Supplied data section start

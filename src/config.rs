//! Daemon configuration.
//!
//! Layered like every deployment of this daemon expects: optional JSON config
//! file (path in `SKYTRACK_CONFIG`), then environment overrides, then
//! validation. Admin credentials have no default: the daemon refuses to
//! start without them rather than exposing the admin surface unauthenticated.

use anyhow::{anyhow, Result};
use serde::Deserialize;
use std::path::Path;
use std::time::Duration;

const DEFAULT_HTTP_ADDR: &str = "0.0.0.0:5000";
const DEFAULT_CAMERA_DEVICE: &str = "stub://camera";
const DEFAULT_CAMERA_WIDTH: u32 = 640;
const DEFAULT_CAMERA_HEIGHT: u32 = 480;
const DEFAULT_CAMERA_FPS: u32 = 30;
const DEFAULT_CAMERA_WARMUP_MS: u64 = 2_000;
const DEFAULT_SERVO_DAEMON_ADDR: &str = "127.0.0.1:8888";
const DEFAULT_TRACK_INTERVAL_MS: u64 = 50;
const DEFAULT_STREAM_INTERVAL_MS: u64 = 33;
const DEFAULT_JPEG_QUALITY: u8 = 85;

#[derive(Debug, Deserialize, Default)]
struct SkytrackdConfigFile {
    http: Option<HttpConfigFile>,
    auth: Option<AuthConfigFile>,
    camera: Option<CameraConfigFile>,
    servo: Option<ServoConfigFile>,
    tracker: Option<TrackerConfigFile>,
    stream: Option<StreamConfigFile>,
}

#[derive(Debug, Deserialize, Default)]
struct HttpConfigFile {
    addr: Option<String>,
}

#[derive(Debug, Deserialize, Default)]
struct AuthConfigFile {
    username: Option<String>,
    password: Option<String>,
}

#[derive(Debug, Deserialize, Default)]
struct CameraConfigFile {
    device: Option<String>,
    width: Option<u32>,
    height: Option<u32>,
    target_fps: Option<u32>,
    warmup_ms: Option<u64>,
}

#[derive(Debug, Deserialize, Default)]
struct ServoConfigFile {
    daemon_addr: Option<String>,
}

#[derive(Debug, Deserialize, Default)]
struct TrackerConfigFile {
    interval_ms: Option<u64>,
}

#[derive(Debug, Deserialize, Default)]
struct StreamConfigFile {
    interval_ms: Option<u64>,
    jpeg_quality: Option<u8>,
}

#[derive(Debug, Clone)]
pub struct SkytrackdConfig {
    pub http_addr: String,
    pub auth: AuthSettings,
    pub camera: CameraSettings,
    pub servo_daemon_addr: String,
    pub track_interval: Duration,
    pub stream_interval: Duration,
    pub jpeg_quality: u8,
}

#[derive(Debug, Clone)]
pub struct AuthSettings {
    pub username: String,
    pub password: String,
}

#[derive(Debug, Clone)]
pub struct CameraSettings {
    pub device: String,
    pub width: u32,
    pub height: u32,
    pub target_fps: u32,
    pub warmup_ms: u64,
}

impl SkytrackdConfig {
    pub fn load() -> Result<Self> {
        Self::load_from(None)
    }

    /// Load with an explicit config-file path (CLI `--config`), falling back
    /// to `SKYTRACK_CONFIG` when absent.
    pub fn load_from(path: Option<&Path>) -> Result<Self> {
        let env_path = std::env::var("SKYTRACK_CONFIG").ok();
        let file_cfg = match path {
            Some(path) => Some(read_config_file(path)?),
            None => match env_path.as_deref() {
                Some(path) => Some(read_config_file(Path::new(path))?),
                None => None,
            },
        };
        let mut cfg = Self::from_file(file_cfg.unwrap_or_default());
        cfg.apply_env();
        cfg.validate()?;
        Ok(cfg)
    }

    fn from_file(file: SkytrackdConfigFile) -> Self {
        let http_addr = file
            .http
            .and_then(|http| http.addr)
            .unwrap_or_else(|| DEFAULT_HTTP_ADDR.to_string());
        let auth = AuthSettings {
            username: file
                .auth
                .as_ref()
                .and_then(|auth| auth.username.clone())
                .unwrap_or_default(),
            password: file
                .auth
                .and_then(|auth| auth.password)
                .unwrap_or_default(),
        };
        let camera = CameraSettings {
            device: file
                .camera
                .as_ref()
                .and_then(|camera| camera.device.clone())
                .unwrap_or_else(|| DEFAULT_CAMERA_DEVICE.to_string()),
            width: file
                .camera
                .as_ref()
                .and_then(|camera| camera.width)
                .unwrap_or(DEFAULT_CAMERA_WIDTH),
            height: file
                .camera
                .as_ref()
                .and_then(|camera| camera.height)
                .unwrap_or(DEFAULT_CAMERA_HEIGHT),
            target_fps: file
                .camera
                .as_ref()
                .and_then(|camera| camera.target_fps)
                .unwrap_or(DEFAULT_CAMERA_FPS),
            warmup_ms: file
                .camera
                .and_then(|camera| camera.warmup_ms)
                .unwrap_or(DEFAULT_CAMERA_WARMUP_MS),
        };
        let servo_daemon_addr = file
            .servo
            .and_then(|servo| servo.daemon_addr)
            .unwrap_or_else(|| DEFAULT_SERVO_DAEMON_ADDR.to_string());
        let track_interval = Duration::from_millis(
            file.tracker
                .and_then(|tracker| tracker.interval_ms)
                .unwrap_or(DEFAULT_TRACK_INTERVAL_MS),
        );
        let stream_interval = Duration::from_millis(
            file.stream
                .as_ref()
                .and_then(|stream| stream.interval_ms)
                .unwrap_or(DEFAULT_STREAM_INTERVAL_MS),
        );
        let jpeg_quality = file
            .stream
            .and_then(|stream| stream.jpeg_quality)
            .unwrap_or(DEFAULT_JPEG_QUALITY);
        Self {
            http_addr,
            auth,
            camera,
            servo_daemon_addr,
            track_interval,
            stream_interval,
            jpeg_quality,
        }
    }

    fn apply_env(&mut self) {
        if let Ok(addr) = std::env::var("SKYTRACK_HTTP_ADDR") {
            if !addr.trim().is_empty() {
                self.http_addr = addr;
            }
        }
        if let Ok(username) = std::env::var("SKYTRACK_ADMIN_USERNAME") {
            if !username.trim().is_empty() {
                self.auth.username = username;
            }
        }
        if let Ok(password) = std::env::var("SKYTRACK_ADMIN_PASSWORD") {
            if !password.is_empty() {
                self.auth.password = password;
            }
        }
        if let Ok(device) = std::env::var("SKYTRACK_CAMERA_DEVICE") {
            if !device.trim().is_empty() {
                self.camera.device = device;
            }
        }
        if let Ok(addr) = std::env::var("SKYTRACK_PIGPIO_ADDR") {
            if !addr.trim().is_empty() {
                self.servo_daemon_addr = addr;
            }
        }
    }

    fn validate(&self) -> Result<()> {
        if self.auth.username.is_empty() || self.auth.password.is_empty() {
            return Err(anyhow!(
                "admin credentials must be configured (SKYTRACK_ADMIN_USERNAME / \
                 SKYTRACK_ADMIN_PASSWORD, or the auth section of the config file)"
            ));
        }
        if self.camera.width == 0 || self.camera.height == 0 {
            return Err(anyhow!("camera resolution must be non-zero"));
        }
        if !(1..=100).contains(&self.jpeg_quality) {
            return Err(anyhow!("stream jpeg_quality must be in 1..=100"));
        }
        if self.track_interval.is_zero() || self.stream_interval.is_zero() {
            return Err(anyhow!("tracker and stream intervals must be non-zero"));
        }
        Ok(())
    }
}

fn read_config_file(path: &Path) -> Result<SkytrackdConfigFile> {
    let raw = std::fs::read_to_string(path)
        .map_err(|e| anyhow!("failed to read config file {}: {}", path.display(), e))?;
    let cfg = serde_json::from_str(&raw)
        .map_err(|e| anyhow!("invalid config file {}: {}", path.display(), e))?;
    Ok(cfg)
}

Supplied data section end

Output, exactly and in full, the lines from the start of the entries above through the line that contains "environment overrides, then".

§ **Problem solution**:
filename src/config.rs
//! Daemon configuration.
//!
//! Layered like every deployment of this daemon expects: optional JSON config
//! file (path in `SKYTRACK_CONFIG`), then environment overrides, then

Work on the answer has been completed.